* ACTIVITY
Retype the whole of the data exactly.

********************

use crate::messages::{Command, Variable};
use itertools::Itertools;
use std::{
    collections::BTreeMap,
    fs::{File, OpenOptions},
    io::{self, Write},
    os::unix::process::ExitStatusExt,
    path::Path,
    process::{self, ExitStatus, Stdio},
    time::{Duration, Instant},
};
use thiserror::Error;
use tracing::{debug, warn};
use wait_timeout::ChildExt;

/// exit code reported for a command killed after its timeout
pub const TIMEOUT_EXIT_CODE: i32 = -1;
/// exit code reported for a command that could not be started
pub const SPAWN_FAILURE_EXIT_CODE: i32 = 127;

/// variables where task values are prepended to the inherited value
const SEARCH_PATH_VARIABLES: [&str; 2] = ["PATH", "LD_LIBRARY_PATH"];

#[derive(Debug, Error)]
pub enum ExecError {
    #[error("Failed to open the output file {0:?}")]
    OutputFile(std::path::PathBuf, #[source] io::Error),
    #[error("Failed to wait for '{0}'")]
    Wait(String, #[source] io::Error),
}

/// Outcome of a command sequence
#[derive(Debug, Clone, PartialEq, Eq)]
pub struct Execution {
    /// exit code of the last executed command, 0 if all succeeded
    pub exit_code: i32,
    /// wall clock duration of every executed command, in ms
    pub durations: Vec<u64>,
}

/// Build the environment of a task
///
/// Only the search path variables are inherited. Task values for them are prepended, every other
/// task variable is set as is and TMPDIR points to the working directory.
pub fn build_environment(
    inherited: impl IntoIterator<Item = (String, String)>,
    variables: &[Variable],
    working_dir: &Path,
) -> BTreeMap<String, String> {
    let mut environment: BTreeMap<String, String> = inherited
        .into_iter()
        .filter(|(name, _)| SEARCH_PATH_VARIABLES.contains(&name.as_str()))
        .collect();

    for variable in variables {
        let value = match environment.get(&variable.name) {
            Some(current)
                if SEARCH_PATH_VARIABLES.contains(&variable.name.as_str()) && !current.is_empty() =>
            {
                format!("{}:{current}", variable.value)
            }
            _ => variable.value.clone(),
        };

        environment.insert(variable.name.clone(), value);
    }

    environment.insert(
        String::from("TMPDIR"),
        working_dir.to_string_lossy().into_owned(),
    );

    environment
}

fn exit_code(status: ExitStatus) -> i32 {
    match (status.code(), status.signal()) {
        (Some(code), _) => code,
        (None, Some(signal)) => 128 + signal,
        (None, None) => TIMEOUT_EXIT_CODE,
    }
}

fn display(command: &Command) -> String {
    std::iter::once(command.program.as_str())
        .chain(command.arguments.iter().map(String::as_str))
        .join(" ")
}

/// Run one command inside `working_dir`, stdout and stderr are appended to `output`
#[tracing::instrument(level = "debug", skip(environment, output))]
pub fn run_command(
    command: &Command,
    working_dir: &Path,
    environment: &BTreeMap<String, String>,
    output: &File,
) -> Result<i32, ExecError> {
    let command_line = display(command);
    let (stdout, stderr) = match (output.try_clone(), output.try_clone()) {
        (Ok(stdout), Ok(stderr)) => (stdout, stderr),
        (Err(error), _) | (_, Err(error)) => return Err(ExecError::Wait(command_line, error)),
    };

    let mut child = match process::Command::new(&command.program)
        .args(&command.arguments)
        .current_dir(working_dir)
        .env_clear()
        .envs(environment)
        .stdin(Stdio::null())
        .stdout(Stdio::from(stdout))
        .stderr(Stdio::from(stderr))
        .spawn()
    {
        Ok(child) => child,
        Err(error) => {
            warn!(error = ?error, "Failed to start '{command_line}': {error}");

            let mut output = output;
            if let Err(error) = writeln!(output, "Failed to start '{command_line}': {error}") {
                warn!(error = ?error, "Failed to record the start failure: {error}");
            }

            return Ok(SPAWN_FAILURE_EXIT_CODE);
        }
    };

    let status = match command.timeout.filter(|timeout| *timeout > 0) {
        Some(timeout) => child
            .wait_timeout(Duration::from_secs(timeout))
            .map_err(|error| ExecError::Wait(command_line.clone(), error))?,
        None => Some(
            child
                .wait()
                .map_err(|error| ExecError::Wait(command_line.clone(), error))?,
        ),
    };

    match status {
        Some(status) => {
            debug!(status = ?status, "'{command_line}' terminated");

            Ok(exit_code(status))
        }
        None => {
            warn!("'{command_line}' ran into its timeout, killing it");

            if let Err(error) = child.kill() {
                warn!(error = ?error, "Failed to kill '{command_line}': {error}");
            }
            child
                .wait()
                .map_err(|error| ExecError::Wait(command_line, error))?;

            Ok(TIMEOUT_EXIT_CODE)
        }
    }
}

/// Run the commands in order and stop at the first one exiting with a non-zero code
pub fn run_commands(
    commands: &[Command],
    working_dir: &Path,
    environment: &BTreeMap<String, String>,
    output_path: &Path,
) -> Result<Execution, ExecError> {
    let output = OpenOptions::new()
        .create(true)
        .append(true)
        .open(output_path)
        .map_err(|error| ExecError::OutputFile(output_path.to_path_buf(), error))?;

    let mut execution = Execution {
        exit_code: 0,
        durations: Vec::with_capacity(commands.len()),
    };

    for command in commands {
        let start = Instant::now();
        execution.exit_code = run_command(command, working_dir, environment, &output)?;
        execution.durations.push(start.elapsed().as_millis() as u64);

        if execution.exit_code != 0 {
            break;
        }
    }

    Ok(execution)
}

********************

* WRITTEN RESPONSE
use crate::messages::{Command, Variable};
use itertools::Itertools;
use std::{
    collections::BTreeMap,
    fs::{File, OpenOptions},
    io::{self, Write},
    os::unix::process::ExitStatusExt,
    path::Path,
    process::{self, ExitStatus, Stdio},
    time::{Duration, Instant},
};
use thiserror::Error;
use tracing::{debug, warn};
use wait_timeout::ChildExt;

/// exit code reported for a command killed after its timeout
pub const TIMEOUT_EXIT_CODE: i32 = -1;
/// exit code reported for a command that could not be started
pub const SPAWN_FAILURE_EXIT_CODE: i32 = 127;

/// variables where task values are prepended to the inherited value
const SEARCH_PATH_VARIABLES: [&str; 2] = ["PATH", "LD_LIBRARY_PATH"];

#[derive(Debug, Error)]
pub enum ExecError {
    #[error("Failed to open the output file {0:?}")]
    OutputFile(std::path::PathBuf, #[source] io::Error),
    #[error("Failed to wait for '{0}'")]
    Wait(String, #[source] io::Error),
}

/// Outcome of a command sequence
#[derive(Debug, Clone, PartialEq, Eq)]
pub struct Execution {
    /// exit code of the last executed command, 0 if all succeeded
    pub exit_code: i32,
    /// wall clock duration of every executed command, in ms
    pub durations: Vec<u64>,
}

/// Build the environment of a task
///
/// Only the search path variables are inherited. Task values for them are prepended, every other
/// task variable is set as is and TMPDIR points to the working directory.
pub fn build_environment(
    inherited: impl IntoIterator<Item = (String, String)>,
    variables: &[Variable],
    working_dir: &Path,
) -> BTreeMap<String, String> {
    let mut environment: BTreeMap<String, String> = inherited
        .into_iter()
        .filter(|(name, _)| SEARCH_PATH_VARIABLES.contains(&name.as_str()))
        .collect();

    for variable in variables {
        let value = match environment.get(&variable.name) {
            Some(current)
                if SEARCH_PATH_VARIABLES.contains(&variable.name.as_str()) && !current.is_empty() =>
            {
                format!("{}:{current}", variable.value)
            }
            _ => variable.value.clone(),
        };

        environment.insert(variable.name.clone(), value);
    }

    environment.insert(
        String::from("TMPDIR"),
        working_dir.to_string_lossy().into_owned(),
    );

    environment
}

fn exit_code(status: ExitStatus) -> i32 {
    match (status.code(), status.signal()) {
        (Some(code), _) => code,
        (None, Some(signal)) => 128 + signal,
        (None, None) => TIMEOUT_EXIT_CODE,
    }
}

fn display(command: &Command) -> String {
    std::iter::once(command.program.as_str())
        .chain(command.arguments.iter().map(String::as_str))
        .join(" ")
}

/// Run one command inside `working_dir`, stdout and stderr are appended to `output`
#[tracing::instrument(level = "debug", skip(environment, output))]
pub fn run_command(
    command: &Command,
    working_dir: &Path,
    environment: &BTreeMap<String, String>,
    output: &File,
) -> Result<i32, ExecError> {
    let command_line = display(command);
    let (stdout, stderr) = match (output.try_clone(), output.try_clone()) {
        (Ok(stdout), Ok(stderr)) => (stdout, stderr),
        (Err(error), _) | (_, Err(error)) => return Err(ExecError::Wait(command_line, error)),
    };

    let mut child = match process::Command::new(&command.program)
        .args(&command.arguments)
        .current_dir(working_dir)
        .env_clear()
        .envs(environment)
        .stdin(Stdio::null())
        .stdout(Stdio::from(stdout))
        .stderr(Stdio::from(stderr))
        .spawn()
    {
        Ok(child) => child,
        Err(error) => {
            warn!(error = ?error, "Failed to start '{command_line}': {error}");

            let mut output = output;
            if let Err(error) = writeln!(output, "Failed to start '{command_line}': {error}") {
                warn!(error = ?error, "Failed to record the start failure: {error}");
            }

            return Ok(SPAWN_FAILURE_EXIT_CODE);
        }
    };

    let status = match command.timeout.filter(|timeout| *timeout > 0) {
        Some(timeout) => child
            .wait_timeout(Duration::from_secs(timeout))
            .map_err(|error| ExecError::Wait(command_line.clone(), error))?,
        None => Some(
            child
                .wait()
                .map_err(|error| ExecError::Wait(command_line.clone(), error))?,
        ),
    };

    match status {
        Some(status) => {
            debug!(status = ?status, "'{command_line}' terminated");

            Ok(exit_code(status))
        }
        None => {
            warn!("'{command_line}' ran into its timeout, killing it");

            if let Err(error) = child.kill() {
                warn!(error = ?error, "Failed to kill '{command_line}': {error}");
            }
            child
                .wait()
                .map_err(|error| ExecError::Wait(command_line, error))?;

            Ok(TIMEOUT_EXIT_CODE)
        }
    }
}

/// Run the commands in order and stop at the first one exiting with a non-zero code
pub fn run_commands(
    commands: &[Command],
    working_dir: &Path,
    environment: &BTreeMap<String, String>,
    output_path: &Path,
) -> Result<Execution, ExecError> {
    let output = OpenOptions::new()
        .create(true)
        .append(true)
        .open(output_path)
        .map_err(|error| ExecError::OutputFile(output_path.to_path_buf(), error))?;

    let mut execution = Execution {
        exit_code: 0,
        durations: Vec::with_capacity(commands.len()),
    };

    for command in commands {
        let start = Instant::now();
        execution.exit_code = run_command(command, working_dir, environment, &output)?;
        execution.durations.push(start.elapsed().as_millis() as u64);

        if execution.exit_code != 0 {
            break;
        }
    }

    Ok(execution)
}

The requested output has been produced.